Last week, more than 40 representatives of the European construction industry and Vocational and Education Training (VET) providers met at the Madrid headquarters of the Fundación laboral de la Construcción (FLC), for the launch of the European project “Construction Blueprint”. Financed by the Erasmus+ programme, this massive initiative coordinated by FLC aims to define a new strategy for professional competences and qualifications for the construction industry in Europe.
With a four-year roadmap and a budget of €4 million, this partnership gathers together the European employers’ organisations EBC and FIEC, the European sectorial trade union EFBWW, 9 national construction representatives and 12 VET providers from 12 European countries. The “Construction Blueprint” project has the following main objectives:
* the creation of an online monitoring tool to provide accurate information on training needs in different countries through the use of big data;
* The development of a methodology for reviewing profiles and professional qualifications in construction;
* The compilation of national and regional good practices that illustrate and promote initiatives to address the lack of professional skills;
* A massive outreach campaign to promote the attractiveness of the sector among women and young people, not only to achieve a balance in the sector, but also to encourage the mobility of apprentices and professionals across the EU;
* The development of a Massive Open Online Course (MOOC) to raise awareness among construction workers on digitalisation, energy efficiency and circular economy;
* The establishment of a new virtual tool where all project outputs will be available for stakeholders, as well as a Sector Skills Alliance platform for collaborative work.
During the kick-off meeting (the first of eight meetings that the consortium will hold until the end of the project in 2022) the FLC Director General Enrique Corral pointed out the sense of responsibility that the coordination of such an important project implies, while Pavol Krempasky, on behalf of the Education, Audiovisual and Culture Executive Agency (EACEA) of the European Commission (EC), emphasized that this partnership will mark the evolution of skills in the European construction industry.

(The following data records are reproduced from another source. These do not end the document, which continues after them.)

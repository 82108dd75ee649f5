//! Lockfile graph rebuild.
//!
//! Each project's lockfile is recomputed from its manifest: every declared
//! `name@range` and, transitively, every edge of the chosen entries is mapped
//! to the best entry across **all** projects. Anything unreachable is dropped.

use super::lockfile::Lockfile;
use super::manifest::Manifest;
use super::metadata::ProjectMetadata;
use super::rank::EntryIndex;
use super::spec::specifier;
use rayon::prelude::*;
use tracing::debug;

/// Rebuild every project's lockfile against the combined entries of `metas`.
#[must_use]
pub fn update_metadata(metas: Vec<ProjectMetadata>) -> Vec<ProjectMetadata> {
    let lockfiles: Vec<Lockfile> = {
        let index = EntryIndex::new(&metas);
        metas
            .par_iter()
            .map(|meta| {
                let lockfile = rebuild_lockfile(&meta.manifest, &index);
                debug!(
                    dir = %meta.dir.display(),
                    before = meta.lockfile.len(),
                    after = lockfile.len(),
                    "Rebuilt lockfile"
                );
                lockfile
            })
            .collect()
    };

    metas
        .into_iter()
        .zip(lockfiles)
        .map(|(mut meta, lockfile)| {
            meta.lockfile = lockfile;
            meta
        })
        .collect()
}

/// The reachable lockfile for one manifest.
#[must_use]
pub fn rebuild_lockfile(manifest: &Manifest, index: &EntryIndex<'_>) -> Lockfile {
    rebuild_from(
        manifest
            .dep_entries()
            .into_iter()
            .map(|entry| (entry.name, entry.range)),
        index,
    )
}

/// The lockfile reachable from `roots`, each a `(name, range)` declaration.
///
/// The graph being built doubles as the visited set, so cycles terminate and
/// each specifier is ranked once.
#[must_use]
pub fn rebuild_from(
    roots: impl IntoIterator<Item = (String, String)>,
    index: &EntryIndex<'_>,
) -> Lockfile {
    let mut graph = Lockfile::new();
    let mut stack: Vec<(String, String)> = roots.into_iter().collect();
    stack.reverse();

    while let Some((name, range)) = stack.pop() {
        let key = specifier(&name, &range);
        if graph.contains(&key) {
            continue;
        }
        let Some(best) = index.best(&name, &range) else {
            continue;
        };
        stack.extend(
            best.entry
                .edges()
                .map(|(dep, dep_range)| (dep.to_string(), dep_range.to_string())),
        );
        graph.insert(key, best.entry.clone());
    }

    graph
}

#[cfg(test)]
mod tests {
    use super::*;
    use crate::pkg::lockfile::LockEntry;
    use crate::pkg::manifest::DepGroup;

    fn entry(name: &str, version: &str) -> LockEntry {
        LockEntry::new(
            version,
            format!("https://registry.example.test/{name}/-/{name}-{version}.tgz"),
        )
    }

    #[test]
    fn test_unreachable_entries_dropped() {
        let mut meta = ProjectMetadata::new("/a");
        meta.manifest.set(DepGroup::Dependencies, "has", "^1.0.3");
        meta.lockfile.insert(
            "has@^1.0.3",
            entry("has", "1.0.3").with_dependency("function-bind", "^1.1.1"),
        );
        meta.lockfile.insert("function-bind@^1.1.1", entry("function-bind", "1.1.1"));
        meta.lockfile.insert("orphan@^1.0.0", entry("orphan", "1.0.0"));

        let updated = update_metadata(vec![meta]);
        let specs: Vec<&str> = updated[0].lockfile.specifiers().collect();
        assert_eq!(specs, ["function-bind@^1.1.1", "has@^1.0.3"]);
    }

    #[test]
    fn test_cycles_terminate() {
        let mut meta = ProjectMetadata::new("/a");
        meta.manifest.set(DepGroup::Dependencies, "a", "^1.0.0");
        meta.lockfile.insert("a@^1.0.0", entry("a", "1.0.0").with_dependency("b", "^1.0.0"));
        meta.lockfile.insert("b@^1.0.0", entry("b", "1.0.0").with_dependency("a", "^1.0.0"));

        let updated = update_metadata(vec![meta]);
        assert_eq!(updated[0].lockfile.len(), 2);
    }

    #[test]
    fn test_best_entry_borrowed_from_other_project() {
        let mut a = ProjectMetadata::new("/a");
        a.manifest.set(DepGroup::Dependencies, "x", "^1.0.0");
        a.lockfile.insert("x@^1.0.0", entry("x", "1.0.0"));

        let mut b = ProjectMetadata::new("/b");
        b.manifest.set(DepGroup::Dependencies, "x", "^1.2.0");
        b.lockfile.insert(
            "x@^1.2.0",
            entry("x", "1.4.0").with_dependency("y", "^2.0.0"),
        );
        b.lockfile.insert("y@^2.0.0", entry("y", "2.0.0"));

        let updated = update_metadata(vec![a, b]);
        let a_x = updated[0].lockfile.get("x@^1.0.0").unwrap();
        assert_eq!(a_x.version, "1.4.0");
        assert!(updated[0].lockfile.contains("y@^2.0.0"));
    }

    #[test]
    fn test_optional_dependencies_walked() {
        let mut meta = ProjectMetadata::new("/a");
        meta.manifest.set(DepGroup::Dependencies, "chokidar", "^3.0.0");
        meta.lockfile.insert(
            "chokidar@^3.0.0",
            entry("chokidar", "3.5.3").with_optional_dependency("fsevents", "~2.3.2"),
        );
        meta.lockfile.insert("fsevents@~2.3.2", entry("fsevents", "2.3.3"));

        let updated = update_metadata(vec![meta]);
        assert!(updated[0].lockfile.contains("fsevents@~2.3.2"));
    }

    #[test]
    fn test_rebuild_from_keeps_every_seeded_range() {
        let mut meta = ProjectMetadata::new("/out");
        meta.manifest.set(DepGroup::Dependencies, "x", "^1.2.0");
        meta.lockfile.insert("x@^1.0.0", entry("x", "1.0.0"));
        meta.lockfile.insert("x@^1.2.0", entry("x", "1.2.0"));
        let metas = vec![meta];
        let index = EntryIndex::new(&metas);

        let seeds = [("x", "^1.2.0"), ("x", "^1.0.0")]
            .map(|(name, range)| (name.to_string(), range.to_string()));
        let lockfile = rebuild_from(seeds, &index);
        assert_eq!(lockfile.get("x@^1.0.0").unwrap().version, "1.2.0");
        assert_eq!(lockfile.get("x@^1.2.0").unwrap().version, "1.2.0");

        // Only the manifest's declaration survives a plain rebuild
        let plain = rebuild_lockfile(&metas[0].manifest, &index);
        assert_eq!(plain.specifiers().collect::<Vec<_>>(), ["x@^1.2.0"]);
    }

    #[test]
    fn test_unresolvable_declaration_skipped() {
        let mut meta = ProjectMetadata::new("/a");
        meta.manifest.set(DepGroup::Dependencies, "missing", "^1.0.0");
        let updated = update_metadata(vec![meta]);
        assert!(updated[0].lockfile.is_empty());
    }
}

Although initiatives aiming at addressing the problem of skills gaps and mismatches have been launched at all levels, there was a strong need for a more wide-ranging and coordinated approach. This is why this Sectoral Skills Strategy for the construction sector will bring together lessons learned so far under a holistic approach, identifying political, economic, social, technological, legal and environmental factors affecting construction skills and training offer. This ambitious project will represent a major challenge over the next few years not only for the partners involved, but for the sector as a whole, with the European umbrella organisations, among which EBC, playing a key political steering role.